At the start of the year, accounts receivable indicated $180,000 while the end of year value showed $240,000. Thus, average accounts receivable would be:

($180,000 + $240,000) / 2 = $210,000

Consequently, the company’s accounts receivable turnover would be:

$1,180,000 / $210,000 = 5.6

What does this Account Receivable Turnover number mean?

In the above example, a 5.6 accounts receivable turnover meant that the company turned over accounts receivable in 65 days throughout the year on average. If the value was, say, 11.2, it would mean that accounts receivables were turned over every 33 days or so. From this, you can tell that a higher accounts receivable turnover ratio means that a company is turning over its debt quicker and is more effective at collecting a debt. 

Having a poor accounts receivable turnover ratio is not advisable because it generally signals that the business is not collecting what it is owed. If such a situation were to continue for several years, then the company would eventually have to write it off as bad debt. That is money lost from the business, and the cash flow will take a hit and operations would become more difficult. In the worst-case scenario, the business would have to shut down because there wouldn’t be enough money to pay for essential services and staff. 

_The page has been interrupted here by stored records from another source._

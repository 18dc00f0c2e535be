use crate::core::{AppError, Result};
use serde::Deserialize;
use std::env;

/// HTTP server configuration
#[derive(Debug, Clone, Deserialize)]
pub struct ServerConfig {
    pub host: String,
    pub port: u16,
    pub workers: usize,
}

impl ServerConfig {
    pub fn from_env() -> Result<Self> {
        Ok(ServerConfig {
            host: env::var("SERVER_HOST").unwrap_or_else(|_| "0.0.0.0".to_string()),
            port: env::var("SERVER_PORT")
                .unwrap_or_else(|_| "8080".to_string())
                .parse()
                .map_err(|_| AppError::Configuration("Invalid SERVER_PORT".to_string()))?,
            workers: env::var("SERVER_WORKERS")
                .unwrap_or_else(|_| "4".to_string())
                .parse()
                .map_err(|_| AppError::Configuration("Invalid SERVER_WORKERS".to_string()))?,
        })
    }

    pub fn bind_address(&self) -> String {
        format!("{}:{}", self.host, self.port)
    }
}
//! Lifecycle scanner tests: timeout transitions, idempotence, and the
//! optimistic status guard.

#[path = "../helpers/fakes.rs"]
mod fakes;

use std::sync::Arc;

use chrono::{NaiveDate, NaiveDateTime};
use rust_decimal_macros::dec;

use fakes::{FakeOrderRepository, FixedClock};
use mealdesk::modules::orders::models::{OrderStatus, AUTO_CANCEL_REASON};
use mealdesk::modules::orders::repositories::OrderRepository;
use mealdesk::modules::orders::services::LifecycleScanner;

fn at(h: u32, m: u32) -> NaiveDateTime {
    NaiveDate::from_ymd_opt(2024, 7, 1)
        .unwrap()
        .and_hms_opt(h, m, 0)
        .unwrap()
}

fn scanner(orders: &Arc<FakeOrderRepository>, clock: &Arc<FixedClock>) -> LifecycleScanner {
    LifecycleScanner::new(orders.clone(), clock.clone())
}

#[tokio::test]
async fn payment_timeout_cancels_old_pending_orders() {
    let orders = Arc::new(FakeOrderRepository::new());
    let clock = Arc::new(FixedClock::at(at(10, 0)));

    let stale_id = orders.push_order(OrderStatus::PendingPayment, at(9, 40), dec!(50));
    let fresh_id = orders.push_order(OrderStatus::PendingPayment, at(9, 50), dec!(60));

    let cancelled = scanner(&orders, &clock).sweep_payment_timeouts().await.unwrap();
    assert_eq!(cancelled, 1);

    let stale = orders.order(stale_id);
    assert_eq!(stale.status, OrderStatus::Cancelled);
    assert_eq!(stale.cancel_reason.as_deref(), Some(AUTO_CANCEL_REASON));
    assert_eq!(stale.cancel_time, Some(at(10, 0)));

    let fresh = orders.order(fresh_id);
    assert_eq!(fresh.status, OrderStatus::PendingPayment);
    assert_eq!(fresh.cancel_reason, None);
}

#[tokio::test]
async fn payment_timeout_sweep_is_idempotent() {
    let orders = Arc::new(FakeOrderRepository::new());
    let clock = Arc::new(FixedClock::at(at(10, 0)));
    let scanner = scanner(&orders, &clock);

    let id = orders.push_order(OrderStatus::PendingPayment, at(9, 40), dec!(50));

    assert_eq!(scanner.sweep_payment_timeouts().await.unwrap(), 1);
    let after_first = orders.order(id);

    assert_eq!(scanner.sweep_payment_timeouts().await.unwrap(), 0);
    assert_eq!(orders.order(id), after_first);
}

#[tokio::test]
async fn stale_deliveries_are_completed() {
    let orders = Arc::new(FakeOrderRepository::new());
    let clock = Arc::new(FixedClock::at(at(1, 0)));
    let scanner = scanner(&orders, &clock);

    let stale_id = orders.push_order(OrderStatus::DeliveryInProgress, at(0, 0) - chrono::Duration::hours(2), dec!(70));
    let fresh_id = orders.push_order(OrderStatus::DeliveryInProgress, at(0, 30), dec!(80));

    assert_eq!(scanner.sweep_stale_deliveries().await.unwrap(), 1);

    let stale = orders.order(stale_id);
    assert_eq!(stale.status, OrderStatus::Completed);
    // Current behavior: completion via timeout still writes cancel fields
    assert_eq!(stale.cancel_reason.as_deref(), Some(AUTO_CANCEL_REASON));
    assert_eq!(stale.cancel_time, Some(at(1, 0)));

    assert_eq!(orders.order(fresh_id).status, OrderStatus::DeliveryInProgress);

    // Completed rows never match again
    assert_eq!(scanner.sweep_stale_deliveries().await.unwrap(), 0);
}

#[tokio::test]
async fn guarded_update_is_a_no_op_after_a_concurrent_transition() {
    let orders = Arc::new(FakeOrderRepository::new());

    let id = orders.push_order(OrderStatus::PendingPayment, at(9, 0), dec!(50));

    // Checkout wins the race: the row leaves PENDING_PAYMENT first
    let mut order = orders.order(id);
    order.status = OrderStatus::ToBeConfirmed;
    orders.update(&order).await.unwrap();

    let changed = orders
        .update_status_from(
            id,
            OrderStatus::PendingPayment,
            OrderStatus::Cancelled,
            Some(AUTO_CANCEL_REASON.to_string()),
            Some(at(10, 0)),
        )
        .await
        .unwrap();

    assert!(!changed);
    assert_eq!(orders.order(id).status, OrderStatus::ToBeConfirmed);
}

#[tokio::test]
async fn sweeps_operate_on_disjoint_status_sets() {
    let orders = Arc::new(FakeOrderRepository::new());
    let clock = Arc::new(FixedClock::at(at(10, 0)));
    let scanner = scanner(&orders, &clock);

    let pending = orders.push_order(OrderStatus::PendingPayment, at(8, 0), dec!(10));
    let delivering = orders.push_order(OrderStatus::DeliveryInProgress, at(8, 0), dec!(20));

    assert_eq!(scanner.sweep_payment_timeouts().await.unwrap(), 1);
    assert_eq!(scanner.sweep_stale_deliveries().await.unwrap(), 1);

    assert_eq!(orders.order(pending).status, OrderStatus::Cancelled);
    assert_eq!(orders.order(delivering).status, OrderStatus::Completed);
}
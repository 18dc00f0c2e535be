mod order;

pub use order::{Order, OrderCountQuery, OrderStatus, SalesRank, AUTO_CANCEL_REASON};
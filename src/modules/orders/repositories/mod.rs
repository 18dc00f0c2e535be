mod order_repository;

pub use order_repository::{MySqlOrderRepository, OrderRepository};
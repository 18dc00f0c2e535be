//! Shopping-cart merge tests: lookup-or-create semantics and the
//! one-row-per-triple invariant.

#[path = "../helpers/fakes.rs"]
mod fakes;

use std::sync::Arc;

use chrono::{Duration, NaiveDate, NaiveDateTime};
use rust_decimal_macros::dec;

use fakes::{FakeCartRepository, FakeCatalogRepository, FixedClock};
use mealdesk::core::{AppError, UserContext};
use mealdesk::modules::cart::models::AddToCartDto;
use mealdesk::modules::cart::services::CartService;
use mealdesk::modules::catalog::models::Product;

fn at(h: u32, m: u32) -> NaiveDateTime {
    NaiveDate::from_ymd_opt(2024, 7, 1)
        .unwrap()
        .and_hms_opt(h, m, 0)
        .unwrap()
}

fn dish_dto(dish_id: i64, flavor: Option<&str>) -> AddToCartDto {
    AddToCartDto {
        dish_id: Some(dish_id),
        setmeal_id: None,
        dish_flavor: flavor.map(str::to_string),
    }
}

struct Fixture {
    cart: Arc<FakeCartRepository>,
    clock: Arc<FixedClock>,
    service: CartService,
}

fn fixture() -> Fixture {
    let cart = Arc::new(FakeCartRepository::new());
    let catalog = Arc::new(FakeCatalogRepository::new());
    let clock = Arc::new(FixedClock::at(at(12, 0)));

    catalog.put_dish(
        7,
        Product {
            name: "麻婆豆腐".to_string(),
            image: "mapo.png".to_string(),
            price: dec!(18.50),
        },
    );
    catalog.put_setmeal(
        3,
        Product {
            name: "工作日套餐".to_string(),
            image: "setmeal.png".to_string(),
            price: dec!(32.00),
        },
    );

    let service = CartService::new(cart.clone(), catalog, clock.clone());
    Fixture {
        cart,
        clock,
        service,
    }
}

#[tokio::test]
async fn repeated_adds_merge_into_one_row() {
    let fx = fixture();
    let caller = UserContext::new(3);
    let dto = dish_dto(7, Some("辣"));

    fx.service.add_item(&caller, &dto).await.unwrap();
    let first_add_time = fx.cart.all_rows()[0].create_time;

    // Later adds must bump the count and keep the original create_time
    fx.clock.set(at(12, 5));
    fx.service.add_item(&caller, &dto).await.unwrap();
    fx.clock.set(at(12, 10));
    fx.service.add_item(&caller, &dto).await.unwrap();

    let rows = fx.cart.all_rows();
    assert_eq!(rows.len(), 1);
    let row = &rows[0];
    assert_eq!(row.number, 3);
    assert_eq!(row.name, "麻婆豆腐");
    assert_eq!(row.image, "mapo.png");
    assert_eq!(row.amount, dec!(18.50));
    assert_eq!(row.create_time, first_add_time);
    assert_eq!(row.create_time, at(12, 0));
}

#[tokio::test]
async fn different_flavors_create_separate_rows() {
    let fx = fixture();
    let caller = UserContext::new(3);

    fx.service.add_item(&caller, &dish_dto(7, Some("辣"))).await.unwrap();
    fx.service.add_item(&caller, &dish_dto(7, Some("不辣"))).await.unwrap();

    let rows = fx.cart.all_rows();
    assert_eq!(rows.len(), 2);
    assert!(rows.iter().all(|r| r.number == 1));
}

#[tokio::test]
async fn setmeal_adds_hydrate_from_the_setmeal_gateway() {
    let fx = fixture();
    let caller = UserContext::new(9);
    let dto = AddToCartDto {
        dish_id: None,
        setmeal_id: Some(3),
        dish_flavor: None,
    };

    fx.service.add_item(&caller, &dto).await.unwrap();

    let rows = fx.service.list(&caller).await.unwrap();
    assert_eq!(rows.len(), 1);
    assert_eq!(rows[0].name, "工作日套餐");
    assert_eq!(rows[0].amount, dec!(32.00));
    assert_eq!(rows[0].setmeal_id, Some(3));
    assert_eq!(rows[0].dish_id, None);
}

#[tokio::test]
async fn carts_are_isolated_per_user() {
    let fx = fixture();
    let dto = dish_dto(7, None);

    fx.service.add_item(&UserContext::new(1), &dto).await.unwrap();
    fx.service.add_item(&UserContext::new(2), &dto).await.unwrap();
    fx.service.add_item(&UserContext::new(2), &dto).await.unwrap();

    assert_eq!(fx.service.list(&UserContext::new(1)).await.unwrap().len(), 1);
    let user2 = fx.service.list(&UserContext::new(2)).await.unwrap();
    assert_eq!(user2.len(), 1);
    assert_eq!(user2[0].number, 2);
}

#[tokio::test]
async fn unknown_dish_is_rejected_and_nothing_is_inserted() {
    let fx = fixture();
    let caller = UserContext::new(3);

    let err = fx
        .service
        .add_item(&caller, &dish_dto(404, None))
        .await
        .unwrap_err();
    assert!(matches!(err, AppError::NotFound(_)));
    assert!(fx.cart.all_rows().is_empty());
}

#[tokio::test]
async fn product_reference_must_be_exclusive() {
    let fx = fixture();
    let caller = UserContext::new(3);

    let both = AddToCartDto {
        dish_id: Some(7),
        setmeal_id: Some(3),
        dish_flavor: None,
    };
    let err = fx.service.add_item(&caller, &both).await.unwrap_err();
    assert!(matches!(err, AppError::Validation(_)));

    let neither = AddToCartDto {
        dish_id: None,
        setmeal_id: None,
        dish_flavor: None,
    };
    let err = fx.service.add_item(&caller, &neither).await.unwrap_err();
    assert!(matches!(err, AppError::Validation(_)));

    assert!(fx.cart.all_rows().is_empty());
}

#[tokio::test]
async fn clean_empties_only_the_callers_cart() {
    let fx = fixture();
    let dto = dish_dto(7, None);

    fx.service.add_item(&UserContext::new(1), &dto).await.unwrap();
    fx.service.add_item(&UserContext::new(2), &dto).await.unwrap();

    fx.service.clean(&UserContext::new(1)).await.unwrap();

    assert!(fx.service.list(&UserContext::new(1)).await.unwrap().is_empty());
    assert_eq!(fx.service.list(&UserContext::new(2)).await.unwrap().len(), 1);
}

#[tokio::test]
async fn number_tracks_the_count_of_adds() {
    let fx = fixture();
    let caller = UserContext::new(5);
    let dto = dish_dto(7, Some("微辣"));

    for i in 1..=6 {
        fx.clock.set(at(12, 0) + Duration::minutes(i));
        fx.service.add_item(&caller, &dto).await.unwrap();
        let rows = fx.cart.all_rows();
        assert_eq!(rows.len(), 1);
        assert_eq!(rows[0].number, i as i32);
    }
}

Because every business wants to have a high accounts receivable turnover ratio, it may be important to look at some of the factors that could affect the value. 

Quality of customers

Companies are always keen to find out about their customers’ credit rating in order to establish whether they are going to pay their debt and how quickly they do so. When a company does not pay attention to this factor, it ends up issuing credit to bad customers who delay payment or completely foregoing payment. In the end, your company swallows the cost and suffers a loss, which is why it is so important to understand the quality of customers you lend to. 

Debt collection

Even with an elite clientele, you will still need to put some effort in collecting what you are owed. Big companies have entire debt collection departments to ensure they are paid for the credit they extend. But even smaller companies can devise more effective ways of collecting debt rather than sit and wait. 

Dependence on cash

Those businesses that depend mainly on cash will always have better accounts receivable turnover than credit businesses. This is something to consider once you’re done making your calculations.

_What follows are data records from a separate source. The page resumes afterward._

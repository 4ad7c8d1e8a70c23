//! The umpire: the only authority allowed to mutate a session.

use crate::contracts::MayPropose;
use crate::invariants::{InvariantSet, SessionInvariants};
use crate::{
    EventSink, GameStatus, HistoryEntry, MoveResolver, MoveToken, Participant, RulesOracle,
    Session, SessionEvent, SessionId, SubmitError, classify,
};
use chrono::Utc;
use derive_getters::Getters;
use serde::{Deserialize, Serialize};
use std::panic::{AssertUnwindSafe, catch_unwind};
use std::sync::Arc;
use std::time::Duration;
use tracing::{debug, error, info, instrument, warn};

/// Outcome of a committed submission.
#[derive(Debug, Clone, PartialEq, Eq, Getters, Serialize, Deserialize)]
pub struct Submission {
    /// The token that was committed.
    token: MoveToken,
    /// The entry appended to the history.
    entry: HistoryEntry,
    /// Session status after the move.
    status: GameStatus,
}

/// Drives submissions through the resolver and the rules oracle.
///
/// The umpire holds no session. Callers pass the session they own into
/// [`Umpire::submit_move`]; the `&mut` borrow gives the umpire exclusive
/// access for the whole submission. One umpire can serve any number of
/// independent sessions, including concurrently.
pub struct Umpire<O, R> {
    oracle: O,
    resolver: R,
    resolver_timeout: Option<Duration>,
    sinks: Vec<Arc<dyn EventSink>>,
}

impl<O, R> std::fmt::Debug for Umpire<O, R>
where
    O: std::fmt::Debug,
{
    fn fmt(&self, f: &mut std::fmt::Formatter<'_>) -> std::fmt::Result {
        f.debug_struct("Umpire")
            .field("oracle", &self.oracle)
            .field("resolver_timeout", &self.resolver_timeout)
            .field("sinks", &self.sinks.len())
            .finish()
    }
}

impl<O, R> Umpire<O, R>
where
    O: RulesOracle,
    R: MoveResolver<O::State>,
{
    /// Creates an umpire with no resolver timeout and no observers.
    pub fn new(oracle: O, resolver: R) -> Self {
        Self {
            oracle,
            resolver,
            resolver_timeout: None,
            sinks: Vec::new(),
        }
    }

    /// Bounds how long a single resolution may take.
    pub fn with_resolver_timeout(mut self, timeout: Duration) -> Self {
        self.resolver_timeout = Some(timeout);
        self
    }

    /// Adds an observer notified after every commit.
    pub fn with_sink(mut self, sink: Arc<dyn EventSink>) -> Self {
        self.sinks.push(sink);
        self
    }

    /// Returns the rules oracle.
    pub fn oracle(&self) -> &O {
        &self.oracle
    }

    /// Returns the resolver timeout, if any.
    pub fn resolver_timeout(&self) -> Option<Duration> {
        self.resolver_timeout
    }

    /// Starts a session from the oracle's initial position.
    #[instrument(skip(self))]
    pub fn new_session(&self) -> Session<O::State> {
        Session::new(self.oracle.initial_state())
    }

    /// Adjudicates one proposal.
    ///
    /// Runs, in order: terminal check, turn check, resolution, legality
    /// check, commit, terminal classification. On any error the session is
    /// left exactly as it was. The resolver call is the only await point and
    /// every write to the session happens after it, so dropping the returned
    /// future before completion is also safe.
    ///
    /// # Errors
    ///
    /// - [`SubmitError::SessionTerminated`] if the game is over
    /// - [`SubmitError::OutOfTurn`] if `proposer` is not on move
    /// - [`SubmitError::UnresolvableMove`] if the resolver fails
    /// - [`SubmitError::ResolverTimeout`] if the resolver exceeds the timeout
    /// - [`SubmitError::IllegalMove`] if the oracle rejects the token
    /// - [`SubmitError::SequenceViolation`] or [`SubmitError::InvalidApplication`]
    ///   on internal faults
    #[instrument(skip(self, session, text), fields(session_id = %session.id()))]
    pub async fn submit_move(
        &self,
        session: &mut Session<O::State>,
        proposer: Participant,
        text: &str,
    ) -> Result<Submission, SubmitError> {
        MayPropose::check(session, proposer)?;

        let token = self.resolve(text, session.state()).await?;
        debug!(%token, "Resolved move");

        if !self.oracle.is_legal(session.state(), &token) {
            warn!(%token, "Oracle rejected move");
            return Err(SubmitError::IllegalMove { token });
        }

        let next_state = self.oracle.apply(session.state(), &token).map_err(|e| {
            error!(%token, error = %e, "Oracle failed to apply a legal move");
            SubmitError::from(e)
        })?;
        let entry = HistoryEntry::new(
            session.history().next_sequence(),
            proposer,
            token.clone(),
            self.oracle.snapshot(&next_state),
        );
        let status = classify(self.oracle.terminal_facts(&next_state), proposer.opponent());

        let mut candidate = session.clone();
        candidate
            .commit(next_state, entry.clone(), status)
            .map_err(|e| {
                error!(error = %e, "History rejected commit");
                SubmitError::from(e)
            })?;
        <SessionInvariants as InvariantSet<Session<O::State>>>::check_all(&candidate).map_err(
            |violations| {
                let detail = violations
                    .iter()
                    .map(|v| v.description.as_str())
                    .collect::<Vec<_>>()
                    .join("; ");
                error!(%detail, "Session invariants violated after commit");
                SubmitError::SequenceViolation { detail }
            },
        )?;
        *session = candidate;

        info!(
            %token,
            sequence = *entry.sequence(),
            %status,
            next = %session.turn_holder(),
            "Move committed"
        );

        self.publish(session.id(), &entry, status);

        Ok(Submission {
            token,
            entry,
            status,
        })
    }

    /// Runs the resolver, bounded by the timeout if one is set.
    async fn resolve(&self, text: &str, state: &O::State) -> Result<MoveToken, SubmitError> {
        let pending = self.resolver.resolve(text, state);
        let outcome = match self.resolver_timeout {
            Some(after) => tokio::time::timeout(after, pending).await.map_err(|_| {
                warn!(?after, "Move resolver timed out");
                SubmitError::ResolverTimeout { after }
            })?,
            None => pending.await,
        };

        outcome.map_err(|e| {
            warn!(reason = %e.message, "Move could not be resolved");
            SubmitError::UnresolvableMove { reason: e.message }
        })
    }

    /// Notifies observers; their failures and panics never reach the caller.
    fn publish(&self, session_id: SessionId, entry: &HistoryEntry, status: GameStatus) {
        let at = Utc::now();
        let mut events = vec![SessionEvent::MoveCommitted {
            session_id,
            entry: entry.clone(),
            status,
            at,
        }];
        if status.is_terminal() {
            info!(%session_id, %status, "Session ended");
            events.push(SessionEvent::SessionEnded {
                session_id,
                entry: entry.clone(),
                status,
                at,
            });
        }

        for event in &events {
            for sink in &self.sinks {
                // A panicking sink must not unwind past a committed move.
                match catch_unwind(AssertUnwindSafe(|| sink.emit(event))) {
                    Ok(Ok(())) => {}
                    Ok(Err(e)) => warn!(error = %e, "Event sink failed, ignoring"),
                    Err(_) => warn!("Event sink panicked, ignoring"),
                }
            }
        }
    }
}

Now that you know what it takes, you can make the necessary steps to improving your company’s accounts receivable turnover. On the other hand, you should not aim for the maximum accounts receivable turnover ratio either. To achieve such a feat would mean being very aggressive with your debt collection and turning down any potential customer with slightly lower credit rating. Of course, this is not what you want, and business is all about taking risks, but it’s just a matter of understanding what your risk appetite is. 

Why is the  accounts receivable turnover ratio important to know for your business?

With the accounts receivable turnover ratio in hand, you will know how well your business is at collecting debt. Knowing this should direct you on how you can improve your debt collection policies, filter less desirable clients in the future or both. In the end, it is all about improving the cash flow of your business because that is absolutely crucial to its success and even existence. For instance, you may decide to cut back on some expenses for some time until the ratio goes higher to ensure you have enough cash flow to run the business. 

Besides debt, unsecured business loan providers also look at the accounts receivables as collateral instead of profit. By improving the accounts receivable turnover ratio, your business will be eligible for higher loans and at more favorable terms. 

To make this formula even more effective for your business, always keep tracking it so that you can make consistent changes whenever necessary for the company’s financial health.